## Task
Look through the data below. Show each line where the string "EventBus" occurs.

────

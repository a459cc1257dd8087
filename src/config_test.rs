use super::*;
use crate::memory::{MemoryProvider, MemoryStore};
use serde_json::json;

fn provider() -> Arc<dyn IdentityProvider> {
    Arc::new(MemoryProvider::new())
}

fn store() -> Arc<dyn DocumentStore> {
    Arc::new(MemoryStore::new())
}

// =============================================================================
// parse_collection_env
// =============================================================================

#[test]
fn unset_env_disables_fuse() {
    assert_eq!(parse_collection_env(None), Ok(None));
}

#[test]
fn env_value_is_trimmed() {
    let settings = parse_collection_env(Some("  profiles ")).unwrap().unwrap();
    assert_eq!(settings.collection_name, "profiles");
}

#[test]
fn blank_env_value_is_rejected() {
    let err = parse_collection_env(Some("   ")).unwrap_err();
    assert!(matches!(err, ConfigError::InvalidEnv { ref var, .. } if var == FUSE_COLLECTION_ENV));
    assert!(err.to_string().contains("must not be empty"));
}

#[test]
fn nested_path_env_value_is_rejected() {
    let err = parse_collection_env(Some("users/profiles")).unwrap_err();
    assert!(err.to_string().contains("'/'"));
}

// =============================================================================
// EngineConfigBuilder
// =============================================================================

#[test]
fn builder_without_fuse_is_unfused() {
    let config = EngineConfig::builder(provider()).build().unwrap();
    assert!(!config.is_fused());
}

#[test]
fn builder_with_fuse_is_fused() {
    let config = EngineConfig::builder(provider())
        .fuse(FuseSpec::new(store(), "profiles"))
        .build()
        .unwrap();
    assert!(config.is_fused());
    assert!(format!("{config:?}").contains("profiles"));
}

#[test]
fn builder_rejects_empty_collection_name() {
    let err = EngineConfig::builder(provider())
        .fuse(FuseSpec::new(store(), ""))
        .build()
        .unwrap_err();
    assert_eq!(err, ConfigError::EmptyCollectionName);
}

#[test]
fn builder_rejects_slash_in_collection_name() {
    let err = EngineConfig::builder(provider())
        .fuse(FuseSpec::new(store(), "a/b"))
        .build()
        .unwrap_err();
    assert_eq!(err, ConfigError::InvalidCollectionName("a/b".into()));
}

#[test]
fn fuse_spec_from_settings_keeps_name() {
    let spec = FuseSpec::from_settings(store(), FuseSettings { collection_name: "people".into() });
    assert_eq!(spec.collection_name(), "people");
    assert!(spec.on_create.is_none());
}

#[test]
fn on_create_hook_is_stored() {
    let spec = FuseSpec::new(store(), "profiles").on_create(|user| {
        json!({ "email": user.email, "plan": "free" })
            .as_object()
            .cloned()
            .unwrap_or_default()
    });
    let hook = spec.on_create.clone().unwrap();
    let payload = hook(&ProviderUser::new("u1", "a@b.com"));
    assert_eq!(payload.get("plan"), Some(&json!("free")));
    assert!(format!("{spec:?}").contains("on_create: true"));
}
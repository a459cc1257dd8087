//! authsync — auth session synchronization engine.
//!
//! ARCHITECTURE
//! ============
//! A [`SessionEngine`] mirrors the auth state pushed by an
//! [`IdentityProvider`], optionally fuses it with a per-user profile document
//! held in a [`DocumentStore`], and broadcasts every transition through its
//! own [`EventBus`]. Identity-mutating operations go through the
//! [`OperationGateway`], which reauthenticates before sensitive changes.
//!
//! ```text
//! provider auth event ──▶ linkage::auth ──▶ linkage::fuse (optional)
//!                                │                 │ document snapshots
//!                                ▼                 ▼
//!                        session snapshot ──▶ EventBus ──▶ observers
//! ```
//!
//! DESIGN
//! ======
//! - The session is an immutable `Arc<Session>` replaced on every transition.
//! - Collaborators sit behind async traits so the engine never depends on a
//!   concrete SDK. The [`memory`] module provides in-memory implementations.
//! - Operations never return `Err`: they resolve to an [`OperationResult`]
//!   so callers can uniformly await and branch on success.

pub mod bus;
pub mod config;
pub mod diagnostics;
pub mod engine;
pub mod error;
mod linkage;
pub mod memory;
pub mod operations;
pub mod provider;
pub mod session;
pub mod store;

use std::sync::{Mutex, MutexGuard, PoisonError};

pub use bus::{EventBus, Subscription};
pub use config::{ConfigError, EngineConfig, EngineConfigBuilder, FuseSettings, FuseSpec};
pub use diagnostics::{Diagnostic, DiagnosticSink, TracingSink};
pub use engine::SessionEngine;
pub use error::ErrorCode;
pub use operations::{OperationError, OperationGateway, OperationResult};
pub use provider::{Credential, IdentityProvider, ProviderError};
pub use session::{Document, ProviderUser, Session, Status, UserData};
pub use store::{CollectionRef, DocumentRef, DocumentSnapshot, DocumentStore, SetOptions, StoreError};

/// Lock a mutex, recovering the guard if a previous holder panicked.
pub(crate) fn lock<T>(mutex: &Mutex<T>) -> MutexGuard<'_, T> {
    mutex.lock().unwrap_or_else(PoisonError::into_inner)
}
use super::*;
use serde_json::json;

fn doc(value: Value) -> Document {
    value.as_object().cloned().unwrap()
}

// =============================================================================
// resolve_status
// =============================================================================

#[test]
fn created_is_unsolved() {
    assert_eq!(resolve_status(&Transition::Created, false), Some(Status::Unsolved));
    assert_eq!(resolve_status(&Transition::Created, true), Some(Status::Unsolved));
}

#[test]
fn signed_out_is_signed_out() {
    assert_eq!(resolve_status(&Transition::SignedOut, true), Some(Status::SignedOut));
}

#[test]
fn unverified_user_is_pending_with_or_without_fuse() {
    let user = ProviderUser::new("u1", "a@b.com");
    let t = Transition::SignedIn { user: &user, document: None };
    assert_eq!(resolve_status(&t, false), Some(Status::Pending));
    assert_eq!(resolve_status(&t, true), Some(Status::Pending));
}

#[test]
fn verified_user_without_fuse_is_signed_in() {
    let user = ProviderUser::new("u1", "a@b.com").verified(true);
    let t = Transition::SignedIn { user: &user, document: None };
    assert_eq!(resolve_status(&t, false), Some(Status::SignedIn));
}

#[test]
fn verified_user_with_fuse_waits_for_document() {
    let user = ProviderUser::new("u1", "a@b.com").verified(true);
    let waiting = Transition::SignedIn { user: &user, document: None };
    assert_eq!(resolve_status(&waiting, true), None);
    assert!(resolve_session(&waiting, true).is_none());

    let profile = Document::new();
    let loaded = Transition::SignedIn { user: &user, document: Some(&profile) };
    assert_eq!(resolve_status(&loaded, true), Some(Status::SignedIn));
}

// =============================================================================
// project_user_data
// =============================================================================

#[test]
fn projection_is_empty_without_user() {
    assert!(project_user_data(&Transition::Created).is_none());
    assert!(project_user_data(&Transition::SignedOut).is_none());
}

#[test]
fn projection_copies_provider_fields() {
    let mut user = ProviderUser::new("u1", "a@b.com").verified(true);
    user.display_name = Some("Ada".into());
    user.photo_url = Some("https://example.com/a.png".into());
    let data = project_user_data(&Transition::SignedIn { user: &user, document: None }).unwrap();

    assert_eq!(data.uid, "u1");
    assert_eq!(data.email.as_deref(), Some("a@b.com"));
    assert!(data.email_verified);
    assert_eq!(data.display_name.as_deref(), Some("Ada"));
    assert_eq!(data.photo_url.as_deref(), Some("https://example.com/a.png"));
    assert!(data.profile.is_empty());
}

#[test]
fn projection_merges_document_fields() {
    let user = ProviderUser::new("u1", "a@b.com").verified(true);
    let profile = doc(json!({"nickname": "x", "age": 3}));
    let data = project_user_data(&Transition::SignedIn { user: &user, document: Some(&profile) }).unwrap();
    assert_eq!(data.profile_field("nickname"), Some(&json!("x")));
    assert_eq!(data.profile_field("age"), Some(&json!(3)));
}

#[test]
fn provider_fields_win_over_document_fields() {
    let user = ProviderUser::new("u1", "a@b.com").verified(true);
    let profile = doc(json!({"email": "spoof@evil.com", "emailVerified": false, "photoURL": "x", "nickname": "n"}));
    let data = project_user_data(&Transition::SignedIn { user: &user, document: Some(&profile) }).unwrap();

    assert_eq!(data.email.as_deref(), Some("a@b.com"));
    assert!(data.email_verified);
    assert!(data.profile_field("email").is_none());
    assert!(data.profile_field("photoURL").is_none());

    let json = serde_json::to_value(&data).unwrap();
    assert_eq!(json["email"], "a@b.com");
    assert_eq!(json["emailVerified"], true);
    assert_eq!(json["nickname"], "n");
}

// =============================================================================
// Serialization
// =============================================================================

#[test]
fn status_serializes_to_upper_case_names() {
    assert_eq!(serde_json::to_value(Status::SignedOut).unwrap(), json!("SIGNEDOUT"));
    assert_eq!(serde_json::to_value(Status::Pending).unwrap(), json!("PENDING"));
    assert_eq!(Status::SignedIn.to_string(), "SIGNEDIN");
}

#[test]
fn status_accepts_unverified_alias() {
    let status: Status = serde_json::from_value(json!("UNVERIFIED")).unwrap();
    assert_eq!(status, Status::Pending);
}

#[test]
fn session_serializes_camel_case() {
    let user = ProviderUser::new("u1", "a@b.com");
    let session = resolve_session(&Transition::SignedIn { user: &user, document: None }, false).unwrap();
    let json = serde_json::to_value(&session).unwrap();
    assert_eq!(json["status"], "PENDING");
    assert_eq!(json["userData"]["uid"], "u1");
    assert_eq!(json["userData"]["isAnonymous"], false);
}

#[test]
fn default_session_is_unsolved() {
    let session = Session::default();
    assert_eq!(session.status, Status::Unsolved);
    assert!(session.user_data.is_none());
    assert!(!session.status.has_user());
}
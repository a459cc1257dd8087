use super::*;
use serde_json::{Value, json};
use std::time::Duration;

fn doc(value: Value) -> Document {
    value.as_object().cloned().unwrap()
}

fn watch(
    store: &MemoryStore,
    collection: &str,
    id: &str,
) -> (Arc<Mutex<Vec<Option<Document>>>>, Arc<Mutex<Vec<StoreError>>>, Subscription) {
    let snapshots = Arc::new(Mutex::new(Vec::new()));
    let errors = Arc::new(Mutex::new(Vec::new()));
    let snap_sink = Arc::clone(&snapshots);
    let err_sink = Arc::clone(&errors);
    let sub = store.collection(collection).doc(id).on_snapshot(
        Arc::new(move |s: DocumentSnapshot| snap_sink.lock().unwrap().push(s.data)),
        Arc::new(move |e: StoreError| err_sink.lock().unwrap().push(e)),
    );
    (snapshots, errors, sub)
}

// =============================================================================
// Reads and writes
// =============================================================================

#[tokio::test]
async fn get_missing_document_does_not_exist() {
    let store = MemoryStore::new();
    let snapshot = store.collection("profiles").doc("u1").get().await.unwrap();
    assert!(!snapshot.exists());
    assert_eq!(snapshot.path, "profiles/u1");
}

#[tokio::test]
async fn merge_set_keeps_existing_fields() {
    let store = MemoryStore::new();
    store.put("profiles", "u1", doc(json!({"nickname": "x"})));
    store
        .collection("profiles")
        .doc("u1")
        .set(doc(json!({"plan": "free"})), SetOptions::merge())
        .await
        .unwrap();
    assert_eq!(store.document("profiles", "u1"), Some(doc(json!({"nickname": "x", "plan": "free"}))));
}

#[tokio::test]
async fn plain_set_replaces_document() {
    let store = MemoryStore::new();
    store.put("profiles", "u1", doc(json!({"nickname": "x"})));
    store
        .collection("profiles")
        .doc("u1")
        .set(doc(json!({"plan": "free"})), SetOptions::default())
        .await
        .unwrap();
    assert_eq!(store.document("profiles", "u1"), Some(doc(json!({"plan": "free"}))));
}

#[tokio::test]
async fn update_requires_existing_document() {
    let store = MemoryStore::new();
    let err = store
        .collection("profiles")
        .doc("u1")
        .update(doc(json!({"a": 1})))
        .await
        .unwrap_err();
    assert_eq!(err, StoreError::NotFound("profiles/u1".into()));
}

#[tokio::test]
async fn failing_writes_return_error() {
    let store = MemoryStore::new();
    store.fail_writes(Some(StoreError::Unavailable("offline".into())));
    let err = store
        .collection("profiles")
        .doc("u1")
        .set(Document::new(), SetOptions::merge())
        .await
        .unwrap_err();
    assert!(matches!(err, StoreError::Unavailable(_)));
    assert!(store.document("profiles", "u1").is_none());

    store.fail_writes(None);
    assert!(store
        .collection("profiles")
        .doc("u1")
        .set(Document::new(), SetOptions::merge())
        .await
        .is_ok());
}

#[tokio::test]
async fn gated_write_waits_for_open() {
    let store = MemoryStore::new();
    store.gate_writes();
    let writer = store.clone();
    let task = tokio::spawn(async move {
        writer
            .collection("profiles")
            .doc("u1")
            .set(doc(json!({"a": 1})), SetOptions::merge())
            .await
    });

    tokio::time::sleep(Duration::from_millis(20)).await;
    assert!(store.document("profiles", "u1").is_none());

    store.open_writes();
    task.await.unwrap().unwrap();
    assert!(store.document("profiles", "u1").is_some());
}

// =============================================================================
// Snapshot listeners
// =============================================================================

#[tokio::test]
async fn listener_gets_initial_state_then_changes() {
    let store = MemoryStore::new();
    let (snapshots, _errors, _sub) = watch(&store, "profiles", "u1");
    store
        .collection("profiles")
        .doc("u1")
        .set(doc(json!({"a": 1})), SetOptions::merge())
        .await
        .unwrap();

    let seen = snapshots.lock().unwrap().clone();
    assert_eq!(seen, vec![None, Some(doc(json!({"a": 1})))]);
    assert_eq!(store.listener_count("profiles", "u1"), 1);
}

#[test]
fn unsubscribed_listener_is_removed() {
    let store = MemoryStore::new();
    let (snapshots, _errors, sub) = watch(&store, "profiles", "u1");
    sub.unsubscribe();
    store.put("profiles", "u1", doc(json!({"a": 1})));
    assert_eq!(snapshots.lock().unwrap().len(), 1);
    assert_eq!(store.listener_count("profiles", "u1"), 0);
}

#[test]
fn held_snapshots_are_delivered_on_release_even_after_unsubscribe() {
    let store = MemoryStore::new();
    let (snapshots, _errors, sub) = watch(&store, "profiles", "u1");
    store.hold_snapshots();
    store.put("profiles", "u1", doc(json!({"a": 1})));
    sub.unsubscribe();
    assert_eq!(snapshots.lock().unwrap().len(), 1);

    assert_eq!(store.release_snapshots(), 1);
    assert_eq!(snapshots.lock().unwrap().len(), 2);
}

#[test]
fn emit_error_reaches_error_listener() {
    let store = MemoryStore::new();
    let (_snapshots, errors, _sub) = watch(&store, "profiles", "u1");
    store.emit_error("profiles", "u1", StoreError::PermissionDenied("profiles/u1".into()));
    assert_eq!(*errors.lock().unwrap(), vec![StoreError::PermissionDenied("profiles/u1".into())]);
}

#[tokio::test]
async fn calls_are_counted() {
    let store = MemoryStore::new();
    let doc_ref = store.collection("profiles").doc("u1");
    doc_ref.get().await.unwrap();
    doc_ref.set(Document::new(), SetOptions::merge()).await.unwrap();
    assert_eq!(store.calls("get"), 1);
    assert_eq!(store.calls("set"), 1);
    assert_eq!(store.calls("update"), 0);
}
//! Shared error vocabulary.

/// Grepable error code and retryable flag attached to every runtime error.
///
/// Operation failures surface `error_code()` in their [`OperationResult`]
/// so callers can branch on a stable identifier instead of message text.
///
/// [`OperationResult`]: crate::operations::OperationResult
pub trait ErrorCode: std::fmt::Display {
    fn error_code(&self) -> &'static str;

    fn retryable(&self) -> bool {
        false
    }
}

────

## Response to this exercise
//! own [`EventBus`]. Identity-mutating operations go through the
//!                        session snapshot ──▶ EventBus ──▶ observers
pub use bus::{EventBus, Subscription};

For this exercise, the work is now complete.